* [DESCRIPTION OF THE TASK]:
Among these entries, how many lines have the string "skipped" in them? Only the number is needed.

■ ■ ■ ■ ■

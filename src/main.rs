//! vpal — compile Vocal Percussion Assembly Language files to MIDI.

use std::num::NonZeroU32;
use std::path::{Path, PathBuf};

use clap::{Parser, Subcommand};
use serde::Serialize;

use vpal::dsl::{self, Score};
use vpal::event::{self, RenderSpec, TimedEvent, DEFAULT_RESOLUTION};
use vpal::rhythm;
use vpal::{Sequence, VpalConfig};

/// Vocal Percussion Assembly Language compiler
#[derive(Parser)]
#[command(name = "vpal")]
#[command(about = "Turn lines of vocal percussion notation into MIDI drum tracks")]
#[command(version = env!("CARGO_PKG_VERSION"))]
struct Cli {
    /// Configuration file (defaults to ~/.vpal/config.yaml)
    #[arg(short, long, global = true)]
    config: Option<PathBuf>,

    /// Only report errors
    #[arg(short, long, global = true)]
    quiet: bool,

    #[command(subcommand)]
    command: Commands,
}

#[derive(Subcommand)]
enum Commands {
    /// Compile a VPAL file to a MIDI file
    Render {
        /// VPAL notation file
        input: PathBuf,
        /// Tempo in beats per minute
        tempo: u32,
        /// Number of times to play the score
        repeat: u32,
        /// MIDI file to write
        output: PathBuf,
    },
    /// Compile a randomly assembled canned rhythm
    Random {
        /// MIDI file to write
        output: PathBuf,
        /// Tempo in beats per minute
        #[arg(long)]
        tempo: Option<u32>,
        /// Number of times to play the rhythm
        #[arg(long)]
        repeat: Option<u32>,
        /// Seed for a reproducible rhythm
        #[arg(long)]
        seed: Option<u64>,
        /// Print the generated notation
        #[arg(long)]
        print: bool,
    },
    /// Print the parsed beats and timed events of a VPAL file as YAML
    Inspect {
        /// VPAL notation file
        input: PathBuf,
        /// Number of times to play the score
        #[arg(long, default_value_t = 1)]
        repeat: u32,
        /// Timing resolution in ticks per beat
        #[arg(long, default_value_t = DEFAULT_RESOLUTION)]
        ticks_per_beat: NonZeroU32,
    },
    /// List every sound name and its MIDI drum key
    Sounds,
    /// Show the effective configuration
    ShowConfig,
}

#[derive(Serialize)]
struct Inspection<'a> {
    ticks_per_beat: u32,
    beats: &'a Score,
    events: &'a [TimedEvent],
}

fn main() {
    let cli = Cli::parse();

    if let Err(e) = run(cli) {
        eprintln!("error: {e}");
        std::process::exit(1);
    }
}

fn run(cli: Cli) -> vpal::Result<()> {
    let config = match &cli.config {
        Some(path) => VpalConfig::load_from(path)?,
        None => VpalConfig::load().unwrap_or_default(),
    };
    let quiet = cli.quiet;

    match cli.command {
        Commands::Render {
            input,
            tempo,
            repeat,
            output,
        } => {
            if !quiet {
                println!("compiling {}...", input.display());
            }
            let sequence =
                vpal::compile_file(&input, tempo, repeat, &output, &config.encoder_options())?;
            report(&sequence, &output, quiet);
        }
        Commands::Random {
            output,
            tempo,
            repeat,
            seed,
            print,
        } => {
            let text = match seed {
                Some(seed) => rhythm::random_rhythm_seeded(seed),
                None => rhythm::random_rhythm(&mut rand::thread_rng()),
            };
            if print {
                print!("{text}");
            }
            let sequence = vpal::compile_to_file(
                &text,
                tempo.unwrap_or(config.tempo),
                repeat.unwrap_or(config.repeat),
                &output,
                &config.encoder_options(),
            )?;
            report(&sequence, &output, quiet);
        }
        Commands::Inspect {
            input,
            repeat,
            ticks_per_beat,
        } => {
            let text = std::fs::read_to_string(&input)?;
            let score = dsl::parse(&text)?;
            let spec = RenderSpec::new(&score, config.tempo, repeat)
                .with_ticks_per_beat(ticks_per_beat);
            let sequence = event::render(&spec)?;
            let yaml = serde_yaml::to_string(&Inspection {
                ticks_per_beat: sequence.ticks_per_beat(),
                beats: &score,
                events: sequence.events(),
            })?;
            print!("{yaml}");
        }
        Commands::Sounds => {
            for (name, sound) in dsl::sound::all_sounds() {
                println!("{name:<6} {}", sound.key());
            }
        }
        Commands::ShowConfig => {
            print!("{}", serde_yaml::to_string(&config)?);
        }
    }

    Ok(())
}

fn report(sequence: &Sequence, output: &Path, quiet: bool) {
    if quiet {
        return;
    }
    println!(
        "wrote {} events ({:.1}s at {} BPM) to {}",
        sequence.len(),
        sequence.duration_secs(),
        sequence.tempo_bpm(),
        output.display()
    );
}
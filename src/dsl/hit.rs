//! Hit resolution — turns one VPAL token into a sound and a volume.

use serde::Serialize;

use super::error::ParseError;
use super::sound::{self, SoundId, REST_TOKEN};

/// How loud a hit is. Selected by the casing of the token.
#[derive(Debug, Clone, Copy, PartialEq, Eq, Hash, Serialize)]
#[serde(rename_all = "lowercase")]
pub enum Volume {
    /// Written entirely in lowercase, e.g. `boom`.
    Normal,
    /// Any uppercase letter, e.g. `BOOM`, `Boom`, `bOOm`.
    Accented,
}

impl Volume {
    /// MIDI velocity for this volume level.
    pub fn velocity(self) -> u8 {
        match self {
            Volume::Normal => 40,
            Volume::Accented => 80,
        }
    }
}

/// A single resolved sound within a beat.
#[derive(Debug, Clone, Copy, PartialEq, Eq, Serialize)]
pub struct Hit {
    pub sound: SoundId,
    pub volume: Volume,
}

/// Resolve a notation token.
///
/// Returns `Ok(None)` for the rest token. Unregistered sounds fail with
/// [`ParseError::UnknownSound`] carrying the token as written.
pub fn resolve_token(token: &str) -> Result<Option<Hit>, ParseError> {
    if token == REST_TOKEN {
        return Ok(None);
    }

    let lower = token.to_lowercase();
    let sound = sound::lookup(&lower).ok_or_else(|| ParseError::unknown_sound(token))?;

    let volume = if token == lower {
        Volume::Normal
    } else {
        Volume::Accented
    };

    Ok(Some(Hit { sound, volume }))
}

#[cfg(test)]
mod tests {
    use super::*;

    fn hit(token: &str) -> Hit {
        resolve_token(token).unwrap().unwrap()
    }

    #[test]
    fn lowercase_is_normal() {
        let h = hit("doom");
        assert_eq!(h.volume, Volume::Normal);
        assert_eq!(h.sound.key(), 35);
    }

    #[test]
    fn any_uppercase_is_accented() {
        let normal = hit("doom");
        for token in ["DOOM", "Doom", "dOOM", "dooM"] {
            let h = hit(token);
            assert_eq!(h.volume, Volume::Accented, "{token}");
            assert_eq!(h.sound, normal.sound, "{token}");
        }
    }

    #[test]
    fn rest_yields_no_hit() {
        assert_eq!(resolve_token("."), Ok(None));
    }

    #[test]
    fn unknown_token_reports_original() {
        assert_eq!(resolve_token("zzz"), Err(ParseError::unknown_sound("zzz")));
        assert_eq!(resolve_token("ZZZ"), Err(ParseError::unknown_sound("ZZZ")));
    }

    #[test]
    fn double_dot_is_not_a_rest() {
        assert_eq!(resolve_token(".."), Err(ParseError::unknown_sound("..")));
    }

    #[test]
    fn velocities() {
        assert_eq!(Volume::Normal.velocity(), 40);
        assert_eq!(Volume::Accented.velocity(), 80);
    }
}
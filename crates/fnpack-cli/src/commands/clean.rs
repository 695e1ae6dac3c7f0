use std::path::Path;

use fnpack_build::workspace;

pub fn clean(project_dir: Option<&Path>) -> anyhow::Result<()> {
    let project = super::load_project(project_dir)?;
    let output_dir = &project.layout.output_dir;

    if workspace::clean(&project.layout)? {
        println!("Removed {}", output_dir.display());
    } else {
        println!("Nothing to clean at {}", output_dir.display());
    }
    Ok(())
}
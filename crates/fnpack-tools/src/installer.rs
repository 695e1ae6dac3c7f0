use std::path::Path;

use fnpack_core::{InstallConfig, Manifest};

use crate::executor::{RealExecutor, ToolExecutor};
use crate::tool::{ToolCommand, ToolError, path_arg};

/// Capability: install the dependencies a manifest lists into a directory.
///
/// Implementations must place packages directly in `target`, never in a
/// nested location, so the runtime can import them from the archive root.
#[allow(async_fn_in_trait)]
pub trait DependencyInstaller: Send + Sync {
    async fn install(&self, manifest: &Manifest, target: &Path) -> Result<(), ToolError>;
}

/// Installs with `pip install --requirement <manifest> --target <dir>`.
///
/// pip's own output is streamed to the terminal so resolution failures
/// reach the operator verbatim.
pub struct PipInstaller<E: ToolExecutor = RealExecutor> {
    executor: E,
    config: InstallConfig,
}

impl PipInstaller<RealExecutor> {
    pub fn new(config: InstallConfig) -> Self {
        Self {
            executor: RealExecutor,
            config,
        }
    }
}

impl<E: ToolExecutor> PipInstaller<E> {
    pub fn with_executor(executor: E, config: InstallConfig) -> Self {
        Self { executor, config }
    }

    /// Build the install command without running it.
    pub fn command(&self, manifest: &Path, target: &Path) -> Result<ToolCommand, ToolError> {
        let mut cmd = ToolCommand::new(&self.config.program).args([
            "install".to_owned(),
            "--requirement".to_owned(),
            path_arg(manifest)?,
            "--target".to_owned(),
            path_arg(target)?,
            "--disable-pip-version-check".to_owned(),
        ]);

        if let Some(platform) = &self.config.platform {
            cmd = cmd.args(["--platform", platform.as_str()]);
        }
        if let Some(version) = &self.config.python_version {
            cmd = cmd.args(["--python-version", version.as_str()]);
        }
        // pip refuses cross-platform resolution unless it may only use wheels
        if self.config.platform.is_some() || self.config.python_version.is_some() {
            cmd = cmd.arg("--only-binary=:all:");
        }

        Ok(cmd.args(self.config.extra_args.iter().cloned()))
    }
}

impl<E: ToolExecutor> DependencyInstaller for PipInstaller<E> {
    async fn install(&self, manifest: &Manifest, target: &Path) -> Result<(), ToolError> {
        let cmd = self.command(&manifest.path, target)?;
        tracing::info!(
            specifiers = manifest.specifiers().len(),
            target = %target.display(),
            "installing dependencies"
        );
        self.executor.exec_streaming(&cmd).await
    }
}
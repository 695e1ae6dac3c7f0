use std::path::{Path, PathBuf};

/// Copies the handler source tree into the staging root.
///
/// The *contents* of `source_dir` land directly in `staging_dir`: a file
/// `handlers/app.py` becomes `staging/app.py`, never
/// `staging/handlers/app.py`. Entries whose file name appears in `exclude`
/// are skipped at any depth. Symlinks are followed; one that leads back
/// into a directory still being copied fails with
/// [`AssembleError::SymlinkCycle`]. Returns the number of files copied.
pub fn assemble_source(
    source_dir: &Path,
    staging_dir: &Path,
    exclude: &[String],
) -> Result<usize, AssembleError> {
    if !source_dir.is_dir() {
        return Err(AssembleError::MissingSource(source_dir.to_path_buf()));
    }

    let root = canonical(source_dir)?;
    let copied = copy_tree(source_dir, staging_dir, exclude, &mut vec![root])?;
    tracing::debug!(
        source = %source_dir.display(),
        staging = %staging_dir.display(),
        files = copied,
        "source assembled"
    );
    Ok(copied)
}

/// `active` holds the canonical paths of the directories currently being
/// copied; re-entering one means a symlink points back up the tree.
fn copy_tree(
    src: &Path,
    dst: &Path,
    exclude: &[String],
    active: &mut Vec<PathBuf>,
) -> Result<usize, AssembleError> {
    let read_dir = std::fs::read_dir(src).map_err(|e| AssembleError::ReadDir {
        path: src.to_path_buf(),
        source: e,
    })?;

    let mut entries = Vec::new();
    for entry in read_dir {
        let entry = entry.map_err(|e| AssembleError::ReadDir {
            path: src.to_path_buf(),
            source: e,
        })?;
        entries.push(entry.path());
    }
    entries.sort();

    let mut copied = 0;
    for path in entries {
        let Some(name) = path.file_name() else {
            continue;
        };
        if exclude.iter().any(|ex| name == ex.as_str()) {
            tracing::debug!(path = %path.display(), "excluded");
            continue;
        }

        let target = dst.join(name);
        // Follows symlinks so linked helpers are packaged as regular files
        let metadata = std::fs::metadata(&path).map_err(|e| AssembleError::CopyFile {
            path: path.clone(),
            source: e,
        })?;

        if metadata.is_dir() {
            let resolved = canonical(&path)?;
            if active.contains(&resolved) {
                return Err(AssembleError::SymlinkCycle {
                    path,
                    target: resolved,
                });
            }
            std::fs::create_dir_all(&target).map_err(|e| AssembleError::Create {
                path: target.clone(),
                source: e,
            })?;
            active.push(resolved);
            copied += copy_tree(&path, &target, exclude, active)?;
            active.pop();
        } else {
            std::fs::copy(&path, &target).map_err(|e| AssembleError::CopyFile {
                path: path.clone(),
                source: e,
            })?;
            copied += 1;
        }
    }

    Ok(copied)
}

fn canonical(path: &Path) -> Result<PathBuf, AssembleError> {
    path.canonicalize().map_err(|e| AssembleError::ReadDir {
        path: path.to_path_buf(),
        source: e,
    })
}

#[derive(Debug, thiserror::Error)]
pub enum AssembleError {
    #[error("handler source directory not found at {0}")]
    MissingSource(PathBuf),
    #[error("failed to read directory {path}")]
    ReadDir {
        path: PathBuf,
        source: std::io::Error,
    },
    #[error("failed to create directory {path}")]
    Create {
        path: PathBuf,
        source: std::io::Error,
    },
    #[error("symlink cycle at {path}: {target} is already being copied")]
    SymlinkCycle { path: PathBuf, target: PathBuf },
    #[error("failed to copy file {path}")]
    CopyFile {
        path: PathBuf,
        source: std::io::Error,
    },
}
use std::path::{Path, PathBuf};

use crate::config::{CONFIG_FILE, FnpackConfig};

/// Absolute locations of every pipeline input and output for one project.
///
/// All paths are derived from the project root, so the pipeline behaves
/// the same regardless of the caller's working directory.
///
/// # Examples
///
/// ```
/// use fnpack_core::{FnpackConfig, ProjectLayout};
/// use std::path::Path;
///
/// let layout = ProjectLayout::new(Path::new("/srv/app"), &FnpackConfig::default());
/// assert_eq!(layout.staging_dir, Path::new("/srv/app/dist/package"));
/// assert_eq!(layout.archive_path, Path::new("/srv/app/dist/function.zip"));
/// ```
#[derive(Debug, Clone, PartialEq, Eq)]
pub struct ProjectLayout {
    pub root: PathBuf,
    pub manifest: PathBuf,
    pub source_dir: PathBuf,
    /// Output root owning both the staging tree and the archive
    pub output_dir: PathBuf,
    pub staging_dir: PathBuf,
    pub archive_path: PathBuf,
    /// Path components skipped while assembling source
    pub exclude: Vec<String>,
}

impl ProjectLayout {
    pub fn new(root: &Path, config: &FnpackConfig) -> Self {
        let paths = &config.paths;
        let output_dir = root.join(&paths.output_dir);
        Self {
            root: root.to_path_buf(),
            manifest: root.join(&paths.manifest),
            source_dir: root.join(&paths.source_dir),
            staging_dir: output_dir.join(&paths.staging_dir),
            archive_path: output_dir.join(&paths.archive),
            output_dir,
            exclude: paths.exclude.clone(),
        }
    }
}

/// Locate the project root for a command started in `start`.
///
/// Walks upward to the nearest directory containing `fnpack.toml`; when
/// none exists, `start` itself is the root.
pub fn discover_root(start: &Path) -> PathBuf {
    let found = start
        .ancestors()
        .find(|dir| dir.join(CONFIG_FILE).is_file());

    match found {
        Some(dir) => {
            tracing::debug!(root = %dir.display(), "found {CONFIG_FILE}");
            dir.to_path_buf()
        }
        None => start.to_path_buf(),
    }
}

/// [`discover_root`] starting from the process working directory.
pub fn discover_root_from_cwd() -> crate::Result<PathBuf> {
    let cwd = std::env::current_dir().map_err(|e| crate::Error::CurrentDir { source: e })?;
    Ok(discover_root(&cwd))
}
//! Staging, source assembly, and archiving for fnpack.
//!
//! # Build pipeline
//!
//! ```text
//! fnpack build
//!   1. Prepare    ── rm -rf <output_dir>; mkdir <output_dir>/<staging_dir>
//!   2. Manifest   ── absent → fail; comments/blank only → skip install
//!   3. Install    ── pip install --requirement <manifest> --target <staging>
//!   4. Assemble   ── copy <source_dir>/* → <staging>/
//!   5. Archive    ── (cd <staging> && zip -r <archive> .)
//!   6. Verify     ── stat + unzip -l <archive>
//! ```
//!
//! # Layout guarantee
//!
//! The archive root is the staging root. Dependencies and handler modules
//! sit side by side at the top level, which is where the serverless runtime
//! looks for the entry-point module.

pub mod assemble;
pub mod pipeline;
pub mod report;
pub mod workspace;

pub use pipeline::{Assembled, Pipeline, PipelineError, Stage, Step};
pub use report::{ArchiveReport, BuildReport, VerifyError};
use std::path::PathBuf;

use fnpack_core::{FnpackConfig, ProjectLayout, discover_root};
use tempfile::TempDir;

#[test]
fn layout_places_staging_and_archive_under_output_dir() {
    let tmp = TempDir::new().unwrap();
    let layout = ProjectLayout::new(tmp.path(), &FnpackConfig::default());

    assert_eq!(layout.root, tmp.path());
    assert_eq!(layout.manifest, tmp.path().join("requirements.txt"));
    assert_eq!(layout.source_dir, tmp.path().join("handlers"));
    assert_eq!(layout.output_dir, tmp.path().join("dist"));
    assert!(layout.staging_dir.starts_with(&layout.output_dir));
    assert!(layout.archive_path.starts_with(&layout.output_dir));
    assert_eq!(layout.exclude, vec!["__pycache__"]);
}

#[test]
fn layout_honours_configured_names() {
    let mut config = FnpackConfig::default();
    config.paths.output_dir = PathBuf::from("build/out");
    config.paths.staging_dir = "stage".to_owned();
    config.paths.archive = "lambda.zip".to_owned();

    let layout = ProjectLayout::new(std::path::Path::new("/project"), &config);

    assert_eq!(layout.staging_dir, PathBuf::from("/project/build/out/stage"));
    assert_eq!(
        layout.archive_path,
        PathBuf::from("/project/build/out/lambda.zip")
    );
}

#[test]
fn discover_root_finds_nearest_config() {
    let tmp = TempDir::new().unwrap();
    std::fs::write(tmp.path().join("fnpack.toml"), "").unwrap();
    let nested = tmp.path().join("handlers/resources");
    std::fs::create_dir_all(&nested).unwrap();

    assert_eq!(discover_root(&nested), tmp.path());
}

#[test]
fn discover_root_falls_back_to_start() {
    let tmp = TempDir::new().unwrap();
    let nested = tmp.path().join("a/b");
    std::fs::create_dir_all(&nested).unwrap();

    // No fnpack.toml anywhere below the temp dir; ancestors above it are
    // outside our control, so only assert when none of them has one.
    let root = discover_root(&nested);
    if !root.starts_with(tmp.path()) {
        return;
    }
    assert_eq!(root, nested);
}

■ ■ ■ ■ ■

* [ANSWER TO THIS TASK]:
2